VPH: un comité-conseil appuie la vaccination des filles de dix ans

La campagne de vaccination des jeunes Québécoises contre le virus du papillome humain (VPH) est bel et bien souhaitable, affirme le Comité sur l'immunisation du Québec (CIQ). Mais le rapport qu'il vient de présenter au gouvernement ne rassure pas ceux qui demandent un moratoire en ce qui concerne la vaccination.

Dans un document publié en douce cette semaine, le CIQ confirme ce qu'il avait laissé entendre au ministre Philippe Couillard à l'automne: ce programme doit être mis en place, même si on ne connaît pas précisément la durée d'efficacité du vaccin Gardasil, tout de même jugé «remarquablement efficace». Québec a déjà annoncé l'implantation du programme de vaccination pour lutter contre le cancer du col de l'utérus.

Chargé par le gouvernement d'établir les paramètres de la campagne de vaccination, le CIQ écrit que le programme doit s'adresser à toutes les jeunes filles de quatrième année (neuf et dix ans). Celles-ci recevront à compter de l'automne 2008 deux doses de Gardasil, qui seront suivies d'une troisième dose à l'âge de 15 ans.

Pour les jeunes étudiantes qui sont actuellement entre la cinquième année et la troisième secondaire, le CIQ recommande l'implantation d'un programme de rattrapage graduel qui durera au moins cinq ans. Ensuite, en théorie, tout le monde aura été vacciné et la campagne ne se fera qu'en quatrième année.

Le comité suggère aussi que Québec offre le vaccin à toutes les femmes de 26 ans et moins. Si c'est impossible financièrement, il faudrait au moins que des mesures soit mises en place pour faciliter l'accessibilité au vaccin.

Il existe environ 40 types de VPH qui affectent les humains, dont une quinzaine sont susceptibles de provoquer le cancer (surtout à l'utérus, à la vulve, au vagin et à l'anus).
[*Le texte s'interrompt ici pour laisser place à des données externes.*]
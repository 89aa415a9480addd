//! # 磁盘数据结构层
//!
//! 虚拟磁盘的布局：
//! 超级块 | 块 | 块 | ... | 块
//!
//! 块紧密相接，每个块的首尾8字节都存放其总大小（边界标记），
//! 大小的最高位表示块是否已分配。凭借边界标记，
//! 任何块都能在常数时间内找到物理上的前后邻居。
//!
//! 位置`0`是超级块，不可能是块，所以磁盘上的空指针用`0`表示。

mod block;
mod super_block;

pub use self::{
    block::{Block, DataBlock, FreeBlock},
    super_block::SuperBlock,
};

/// 标识合法虚拟磁盘的魔数
pub const MAGIC: [u8; 8] = *b"VDISK\0\x01\0";

/// 边界标记的大小
pub const TAG_SIZE: u64 = 8;

/// 块大小的粒度，也是最小的块
pub const MIN_BLOCK_SIZE: u64 = 64;

/// 分级空闲链表的级数
pub const NUM_CLASSES: usize = 32;

/// 魔数 | 保留 | 空闲链表头表 | 填充
///
/// 补齐到 [`MIN_BLOCK_SIZE`] 的整数倍，块区域才能用满按块对齐的磁盘容量
pub const SUPERBLOCK_SIZE: u64 = (16 + NUM_CLASSES as u64 * 8).next_multiple_of(MIN_BLOCK_SIZE);

/// 第一个块紧随超级块
pub const FIRST_BLOCK: u64 = SUPERBLOCK_SIZE;

#[inline]
pub(crate) fn ptr(raw: u64) -> Option<u64> {
    (raw != 0).then_some(raw)
}

#[inline]
pub(crate) fn raw(ptr: Option<u64>) -> u64 {
    ptr.unwrap_or(0)
}

#[cfg(test)]
mod tests {
    use super::*;

    #[test]
    fn first_block_is_aligned() {
        assert_eq!(320, SUPERBLOCK_SIZE);
        assert_eq!(0, FIRST_BLOCK % MIN_BLOCK_SIZE);
        assert!(SUPERBLOCK_SIZE >= 16 + NUM_CLASSES as u64 * 8);
    }
}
Les types 16 et 18 sont responsables d'environ 70 % des cancers du col de l'utérus, presque invariablement causés par un VPH. Le vaccin Gardasil, que le gouvernement offrira dès l'an prochain, se révèle efficace à pratiquement 100 % pour contrer les types 16 et 18. Il est aussi efficace à 38 % contre 10 autres types de VPH.

Pour obtenir une pleine efficacité, on doit toutefois administrer le vaccin avant que les filles ne deviennent actives sexuellement. Le CIQ mentionne que procéder dès la quatrième année permettra d'atteindre des niveaux de couverture très élevés, cela à un coût d'administration modeste.

Toutefois, comme le vaccin ne prévient pas toutes les formes de cancer du col de l'utérus (environ 85 % au total), le CIQ recommande au gouvernement d'adopter un plan pour promouvoir et stimuler les tests de dépistage (test de Pap), qui demeurent essentiels.

Moratoire

Si les conclusions du CIQ sont largement favorables au vaccin, les quelques inconnues que contient le rapport dérangent toujours les opposants à la campagne de vaccination.

Ainsi, selon la Fédération du Québec pour le planning des naissances, le Réseau québécois d'action pour la santé des femmes, le Réseau canadien pour la santé des femmes et l'Action pour la protection de la santé des femmes, un moratoire doit absolument être imposé en ce qui concerne la campagne de vaccination.

Les quatre groupes estiment que trop de doutes subsistent quant à la durée de protection conférée par le vaccin et qu'on manque d'études pour garantir que la vaccination systématique est vraiment la solution. «Nous demeurons convaincus que l'objectif de protéger la santé des femmes serait davantage servi par l'amélioration de l'accès et du suivi au test de Pap ainsi que par des efforts accrus en matière de prévention et d'éducation du public», écrivent-ils.